The Strandbeest is an ingenious wind-powered walker that looks like a blind, mechanical millipede. Its creator, a Dutch artist called Theo Jansen, designed it to survive harsh elements and to be randomly propelled by wind. Ours had a broad back where the Gadget's business end perched, and as the yurt panels were completed, they'd slide off to land at its feet, gradually hemming it with rising piles of interlocking, precision-printed pieces. To keep it from going too far afield, I'd tether it to a piece of rebar driven deep into the playa, giving it a wide circle through which the harsh winds of the Black Rock Desert could blow it.

Once I was done, Pug had to admit I'd been right. It wasn't just a better design, it was a
cooler
one, and the Gadget had taken on the aspect of a centaur, with the printer serving as rising torso and head. We'd even equipped it with a set of purely ornamental goggles and a filter mask, just to make it fit in with its neighbors on the Playa. They were a very accepting lot, but you never knew when antirobot prejudice would show its ugly head, and so anything we could do to anthropomorphize the Gadget would only help our cause.
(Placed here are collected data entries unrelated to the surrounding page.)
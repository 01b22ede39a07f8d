//! Entity registry.
//!
//! Owns every live simulation entity in a private `bevy_ecs` [`World`] and
//! advances them with a [`Schedule`] once per frame. The rest of the engine
//! talks to the registry through spawn requests and plain snapshots, so the
//! ECS stays an implementation detail.

use bevy_ecs::prelude::*;
use log::{debug, warn};
use raylib::prelude::Vector3;
use serde::{Deserialize, Serialize};

use crate::components::entitykind::{EntityKind, MeshRef};
use crate::components::transform::Transform3D;
use crate::components::wander::Wander;
use crate::resources::landisland::LandIsland;
use crate::resources::meshpack::MeshPack;
use crate::resources::worldtime::WorldTime;
use crate::systems::movement::{WanderRng, ground_entities, wander_movement};
use crate::systems::time::update_world_time;

/// Request to create an entity, as issued by landscape scripts.
#[derive(Debug, Clone, PartialEq, Serialize, Deserialize)]
pub struct EntitySpawn {
    pub kind: EntityKind,
    pub x: f32,
    pub z: f32,
    /// Height; defaults to the terrain surface.
    #[serde(default)]
    pub y: Option<f32>,
    /// Heading in degrees.
    #[serde(default)]
    pub rotation: f32,
    #[serde(default = "default_scale")]
    pub scale: f32,
    /// Walking speed for mobile kinds; defaults per kind.
    #[serde(default)]
    pub speed: Option<f32>,
    /// Mesh name; defaults per kind.
    #[serde(default)]
    pub mesh: Option<String>,
}

fn default_scale() -> f32 {
    1.0
}

impl EntitySpawn {
    pub fn new(kind: EntityKind, x: f32, z: f32) -> Self {
        Self {
            kind,
            x,
            z,
            y: None,
            rotation: 0.0,
            scale: 1.0,
            speed: None,
            mesh: None,
        }
    }
}

/// Read-only view of one entity, handed to the renderer.
#[derive(Debug, Clone, Copy, PartialEq)]
pub struct EntityView {
    pub id: u64,
    pub kind: EntityKind,
    pub position: Vector3,
    pub rotation: f32,
    pub scale: f32,
    pub mesh: Option<usize>,
}

pub struct EntityRegistry {
    world: World,
    schedule: Schedule,
}

impl Default for EntityRegistry {
    fn default() -> Self {
        Self::new()
    }
}

impl EntityRegistry {
    pub fn new() -> Self {
        Self::with_rng(fastrand::Rng::new())
    }

    /// Registry whose walkers turn according to a seeded random source.
    pub fn with_rng(rng: fastrand::Rng) -> Self {
        let mut world = World::new();
        world.insert_resource(WorldTime::default());
        world.insert_resource(WanderRng(rng));

        let mut schedule = Schedule::default();
        schedule.add_systems(wander_movement);

        Self { world, schedule }
    }

    /// Spawn an entity. Its height snaps to `land` unless the request sets
    /// one.
    pub fn create(
        &mut self,
        spawn: &EntitySpawn,
        meshes: &MeshPack,
        land: Option<&LandIsland>,
    ) -> Entity {
        let y = spawn
            .y
            .unwrap_or_else(|| land.map_or(0.0, |l| l.height_at(spawn.x, spawn.z)));
        let transform = Transform3D::new(spawn.x, y, spawn.z)
            .with_rotation(spawn.rotation)
            .with_scale(spawn.scale);

        let mut entity = self.world.spawn((spawn.kind, transform));

        let mesh_name = spawn.mesh.as_deref().unwrap_or(spawn.kind.default_mesh());
        match meshes.find(mesh_name) {
            Some(index) => {
                entity.insert(MeshRef(index));
            }
            None => warn!("Mesh '{}' not in mesh pack; {:?} drawn without mesh", mesh_name, spawn.kind),
        }

        if spawn.kind.is_mobile() {
            let speed = spawn.speed.unwrap_or(spawn.kind.default_speed());
            entity.insert(Wander::new(speed, spawn.rotation.to_radians()));
        }

        let id = entity.id();
        debug!("Created {:?} {:?} at ({}, {}, {})", spawn.kind, id, spawn.x, y, spawn.z);
        id
    }

    /// Number of live entities.
    pub fn len(&mut self) -> usize {
        self.world
            .query_filtered::<(), With<EntityKind>>()
            .iter(&self.world)
            .count()
    }

    pub fn is_empty(&mut self) -> bool {
        self.len() == 0
    }

    /// Despawn every entity.
    pub fn clear(&mut self) {
        let entities: Vec<Entity> = self
            .world
            .query_filtered::<Entity, With<EntityKind>>()
            .iter(&self.world)
            .collect();
        let count = entities.len();
        for entity in entities {
            self.world.despawn(entity);
        }
        if count > 0 {
            debug!("Cleared {} entities", count);
        }
    }

    /// Advance all entities by `dt` seconds, then keep them on `land`.
    pub fn step(&mut self, dt: f32, land: Option<&LandIsland>) {
        update_world_time(&mut self.world, dt);
        self.schedule.run(&mut self.world);
        if let Some(land) = land {
            ground_entities(&mut self.world, land);
        }
        self.world.clear_trackers();
    }

    /// Views of all entities, ordered by id.
    pub fn snapshot(&mut self) -> Vec<EntityView> {
        let mut views: Vec<EntityView> = self
            .world
            .query::<(Entity, &EntityKind, &Transform3D, Option<&MeshRef>)>()
            .iter(&self.world)
            .map(|(entity, kind, transform, mesh)| EntityView {
                id: entity.to_bits(),
                kind: *kind,
                position: transform.position,
                rotation: transform.rotation,
                scale: transform.scale,
                mesh: mesh.map(|m| m.0),
            })
            .collect();
        views.sort_by_key(|v| v.id);
        views
    }

    /// Positions of every entity of `kind`.
    pub fn positions_of(&mut self, kind: EntityKind) -> Vec<Vector3> {
        self.world
            .query::<(&EntityKind, &Transform3D)>()
            .iter(&self.world)
            .filter(|(k, _)| **k == kind)
            .map(|(_, t)| t.position)
            .collect()
    }

    pub fn transform(&self, entity: Entity) -> Option<Transform3D> {
        self.world.get::<Transform3D>(entity).copied()
    }

    pub fn set_position(&mut self, entity: Entity, position: Vector3) -> bool {
        match self.world.get_mut::<Transform3D>(entity) {
            Some(mut transform) => {
                transform.position = position;
                true
            }
            None => false,
        }
    }

    pub fn despawn(&mut self, entity: Entity) -> bool {
        self.world.despawn(entity)
    }

    /// Simulation clock of the registry.
    pub fn time(&self) -> WorldTime {
        *self.world.resource::<WorldTime>()
    }
}

#[cfg(test)]
mod tests {
    use super::*;
    use crate::resources::meshpack::MeshDef;

    fn meshes() -> MeshPack {
        let mut pack = MeshPack::default();
        pack.meshes.push(MeshDef {
            name: "tree".into(),
            size: [1.0, 4.0, 1.0],
            color: [0, 255, 0],
        });
        pack
    }

    fn hill() -> LandIsland {
        LandIsland {
            width: 2,
            depth: 2,
            cell_size: 100.0,
            sea_level: 0.0,
            heights: vec![8.0; 4],
        }
    }

    #[test]
    fn create_snaps_to_terrain_and_counts() {
        let mut registry = EntityRegistry::new();
        let land = hill();
        registry.create(&EntitySpawn::new(EntityKind::Tree, 10.0, 10.0), &meshes(), Some(&land));
        registry.create(
            &EntitySpawn {
                y: Some(1.0),
                ..EntitySpawn::new(EntityKind::Abode, 20.0, 20.0)
            },
            &meshes(),
            Some(&land),
        );
        assert_eq!(registry.len(), 2);
        let trees = registry.positions_of(EntityKind::Tree);
        assert_eq!(trees.len(), 1);
        assert_eq!(trees[0].y, 8.0);
        assert_eq!(registry.positions_of(EntityKind::Abode)[0].y, 1.0);
    }

    #[test]
    fn mesh_is_resolved_by_name() {
        let mut registry = EntityRegistry::new();
        // packs built by hand have no name index, so load through the file path
        let dir = tempfile::tempdir().unwrap();
        std::fs::write(
            dir.path().join("m.json"),
            r#"{ "meshes": [ { "name": "tree", "size": [1, 4, 1] } ] }"#,
        )
        .unwrap();
        let fs = crate::resources::filesystem::FileSystem::new(dir.path());
        let pack: MeshPack =
            crate::resources::assetloader::force_load_from_file(&fs, "m.json").unwrap();

        registry.create(&EntitySpawn::new(EntityKind::Tree, 0.0, 0.0), &pack, None);
        registry.create(&EntitySpawn::new(EntityKind::Abode, 0.0, 0.0), &pack, None);
        let views = registry.snapshot();
        assert_eq!(views[0].mesh, Some(0));
        assert_eq!(views[1].mesh, None);
    }

    #[test]
    fn step_moves_walkers_only() {
        let mut registry = EntityRegistry::with_rng(fastrand::Rng::with_seed(1));
        let walker = registry.create(
            &EntitySpawn {
                speed: Some(2.0),
                ..EntitySpawn::new(EntityKind::Villager, 50.0, 50.0)
            },
            &meshes(),
            None,
        );
        let tree = registry.create(&EntitySpawn::new(EntityKind::Tree, 10.0, 10.0), &meshes(), None);

        registry.step(0.5, None);

        let moved = registry.transform(walker).unwrap().position;
        let distance = ((moved.x - 50.0).powi(2) + (moved.z - 50.0).powi(2)).sqrt();
        assert!((distance - 1.0).abs() < 1e-4);
        assert_eq!(registry.transform(tree).unwrap().position.x, 10.0);
        assert_eq!(registry.time().frame_count, 1);
    }

    #[test]
    fn clear_removes_everything() {
        let mut registry = EntityRegistry::new();
        for i in 0..5 {
            registry.create(&EntitySpawn::new(EntityKind::Villager, i as f32, 0.0), &meshes(), None);
        }
        assert_eq!(registry.len(), 5);
        registry.clear();
        assert!(registry.is_empty());
        assert!(registry.snapshot().is_empty());
    }

    #[test]
    fn spawn_deserializes_with_defaults() {
        let spawn: EntitySpawn =
            serde_json::from_str(r#"{ "kind": "villager", "x": 1, "z": 2 }"#).unwrap();
        assert_eq!(spawn, EntitySpawn::new(EntityKind::Villager, 1.0, 2.0));
    }
}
Pug's busted arm was healed enough to drive to the Nevada line, but by the time we stopped for gas, he was rubbing at his shoulder and wincing, and I took over the driving, and he popped some painkillers and within moments he was fast asleep. I tried not to envy him. He'd been a bundle of nerves in the run-up to the Fourth, despite several successful trial runs in his backyard and a great demo on the roof of Minus. He kept muttering about how nothing ever worked properly in the desert, predicting dire all-nighters filled with cursing and scrounging for tools and missing the ability to grab tech support online. It was a side of him I hadn't seen up to that point—he was normally so composed—but it gave me a chance to be the grown-up for a change. It helped once I realized that he was mostly worried about looking like an idiot in front of his once-a-year friends, the edgiest and weirdest people in his set. It also hadn't escaped my notice that he, like me, was a single guy who spent an awful lot of time wondering what this said about him. In other words: he didn't want to look like a dork in front of the eligible women who showed up.